そう!SCP-752です。あれに住む者たちをDクラス職員として雇用するのです。彼らは生物学的に人類と同様でありながら、その思考、感覚は全く人間的でありません。関わる職員の心理的負担は…どうかご静粛に。彼らの危険性は私も十分に承知しています。その上でのご提案です。ええ、存じております。SCP-752内の調査は、現状十分に行えていない事も、彼らが既に我々と同等以上の文明を持っている可能性がある事も、存じております。

対抗策はあります。死者は多少出るかも知れませんが…ええ、多少です。多少で済みます。対抗策は考えてあります。これも他のオブジェクトの転用です。SCP-444ですよ。あれを大音量で流せば、容易にSCP-752を制圧できますし、捕えた後も従順に…ご静粛に。むろん向こうも馬鹿ではありませんから、SCP-444が完全に蔓延し切る前に対策を講じるでしょう。その点は考慮済みです。また、SCP-444の危険性も承知しています。そこは機動部隊の活躍が必要になります。しかし、これは我々に勝ち目のある戦いなのです。

いいですか。SCP-752とSCP-444の相性は、非常に良いのです。我々には聾唖者で構成した高速機動部隊オミクロン-11("バークの息子")がおります。それに対し、SCP-752に聾唖者はおりません。そういった者はSCP-752では全員殺害されていると考えられます。また、我々はイヤホンやヘッドホンを装着してSCP-444への曝露を防ぐ事が可能なのに対し、彼らはそういった機器を開発していない可能性が高いでしょう。何故なら、SCP-752に音楽を楽しむような文化は存在しないからです。
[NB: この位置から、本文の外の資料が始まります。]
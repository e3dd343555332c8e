use crate::math::Vector;
use crate::query::ContactManifold;
use crate::shape::Sphere;
use crate::utils;

/// Computes the contact manifold between two spheres.
///
/// The normal points from the center of `sphere1` toward the center of `sphere2`,
/// and the depth is half of the overlap of both spheres. Spheres with
/// coincident centers use the `+x` normal.
pub fn contact_manifold_sphere_sphere(sphere1: &Sphere, sphere2: &Sphere) -> ContactManifold {
    let mut result = ContactManifold::new();

    let r = sphere1.radius + sphere2.radius;
    let delta = sphere2.center - sphere1.center;
    let dist_squared = delta.norm_squared();

    if dist_squared > r * r {
        return result;
    }

    let dist = dist_squared.sqrt();
    let normal = if utils::approx_zero(dist_squared) {
        log::debug!("Coincident sphere centers, falling back to the +x contact normal.");
        Vector::x()
    } else {
        delta / dist
    };

    result.colliding = true;
    result.depth = (dist - r).abs() * 0.5;
    result.normal = normal;
    result
        .points
        .push(sphere1.center + normal * (sphere1.radius - result.depth));
    result
}
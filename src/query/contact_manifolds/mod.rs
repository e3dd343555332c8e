//! Contact manifold generation between oriented boxes and spheres.

pub use self::contact_manifold::ContactManifold;
pub use self::contact_manifold_shapes::contact_manifold;
pub use self::contact_manifolds_obb_obb::{
    contact_manifold_obb_obb, contact_manifold_obb_obb_with_options,
};
pub use self::contact_manifolds_obb_sphere::{
    contact_manifold_obb_sphere, contact_manifold_sphere_obb,
};
pub use self::contact_manifolds_sphere_sphere::contact_manifold_sphere_sphere;

mod contact_manifold;
mod contact_manifold_shapes;
mod contact_manifolds_obb_obb;
mod contact_manifolds_obb_sphere;
mod contact_manifolds_sphere_sphere;
use crate::math::Real;

/// Error returned by the validating constructors of the shapes of this crate.
///
/// The plain `new` constructors never fail: they trust their input. The `try_*`
/// constructors check the invariants documented on each shape and report the
/// first one that is violated.
#[derive(thiserror::Error, Copy, Clone, Debug, PartialEq)]
pub enum ShapeError {
    /// A ray was given a direction with a (nearly) zero length.
    #[error("the ray direction has a zero length.")]
    ZeroDirection,
    /// A plane was given a normal with a (nearly) zero length.
    #[error("the plane normal has a zero length.")]
    ZeroNormal,
    /// A sphere was given a negative radius.
    #[error("the sphere radius {0} is negative.")]
    NegativeRadius(Real),
    /// A box was given at least one negative half-extent.
    #[error("the box half-extents must be non-negative, found the component {component} equal to {value}.")]
    NegativeHalfExtents {
        /// The index of the first negative component.
        component: usize,
        /// The value of that component.
        value: Real,
    },
    /// An axis-aligned box was built from bounds with `mins > maxs` on some axis.
    #[error("the box lower bound exceeds its upper bound along the axis {0}.")]
    InvertedBounds(usize),
    /// A plane was built from three collinear (or coincident) points.
    #[error("the triangle is degenerate: its three points are collinear.")]
    DegenerateTriangle,
}
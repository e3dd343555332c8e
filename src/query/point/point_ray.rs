use crate::math::{Point, Real};
use crate::query::{PointQuery, Ray};
use crate::utils;

impl PointQuery for Ray {
    fn contains_point(&self, pt: &Point<Real>) -> bool {
        // The origin itself has no direction but lies on the ray.
        match (pt - self.origin).try_normalize(0.0) {
            Some(dir) => utils::approx_eq(dir.dot(self.dir()), 1.0),
            None => true,
        }
    }

    #[inline]
    fn closest_point(&self, pt: &Point<Real>) -> Point<Real> {
        let t = (pt - self.origin).dot(self.dir()).max(0.0);
        self.point_at(t)
    }
}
よって、SCP-752はSCP-444への対抗策を持たないと想定できます。SCP-444を有効活用すれば、財団の損害を抑えつつSCP-752の居住者を確保する事が可能です。むろん多少の抵抗は受けるでしょうし、こちら側に全く犠牲が出ないとは思いません。しかし、それだけの価値があります。この計画がうまく行けば、Dクラス職員はヒトならざる者に置き換えられ、職員は同じ人間を死なせる罪悪感から解放されます。その供給量も過去に類を見ない程安定するでしょう。さらに、Keter級オブジェクトの安定収容まで可能になります。
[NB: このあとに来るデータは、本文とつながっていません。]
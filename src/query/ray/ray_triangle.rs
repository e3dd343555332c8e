use crate::math::Real;
use crate::query::point::barycentric_coordinates_inside;
use crate::query::{Ray, RayCast};
use crate::shape::Triangle;
use crate::utils;

impl RayCast for Triangle {
    #[inline]
    fn cast_ray(&self, ray: &Ray) -> Option<Real> {
        ray_toi_with_triangle(self, ray)
    }
}

/// Computes the distance along `ray` to a triangle.
///
/// Both sides of the triangle can be hit. Degenerate triangles and rays
/// parallel to the triangle plane never hit.
pub fn ray_toi_with_triangle(triangle: &Triangle, ray: &Ray) -> Option<Real> {
    let normal = triangle.normal()?;
    let nd = ray.dir().dot(&normal);

    if utils::approx_zero(nd) {
        return None;
    }

    let toi = (triangle.a - ray.origin).dot(&normal) / nd;

    if toi < 0.0 {
        return None;
    }

    let bcoords = triangle.barycentric_coordinates(&ray.point_at(toi))?;

    if barycentric_coordinates_inside(&bcoords) {
        Some(toi)
    } else {
        None
    }
}
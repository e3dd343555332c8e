use crate::math::{Point, Real, Vector, DEFAULT_EPSILON};
use crate::query::PointQuery;
use crate::shape::Sphere;

impl PointQuery for Sphere {
    #[inline]
    fn contains_point(&self, pt: &Point<Real>) -> bool {
        na::distance_squared(pt, &self.center) < self.radius * self.radius
    }

    #[inline]
    fn closest_point(&self, pt: &Point<Real>) -> Point<Real> {
        // The center is equally close to every boundary point: pick +x.
        let dir = (pt - self.center)
            .try_normalize(DEFAULT_EPSILON)
            .unwrap_or_else(Vector::x);
        self.center + dir * self.radius
    }
}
どうか、先入観を排してお考え下さい。この計画が成功するか、しないか。また、成功した場合財団にどのような利益があるか。先入観を排してお考え頂ければ、きっと実行に対して前向きになって頂けると確信しております。我々は、もっとオブジェクトを有効活用すべきなのです。

補遺: ████研究員は、██博士の「SCP-752が自傷行為によって鼓膜を破壊した場合、どのように対処するのか」という質問に対し、答えを有していませんでした。████研究員は、Keter級のオブジェクトを扱う者が当然払うべき注意を怠ったとして注意処分を受けました。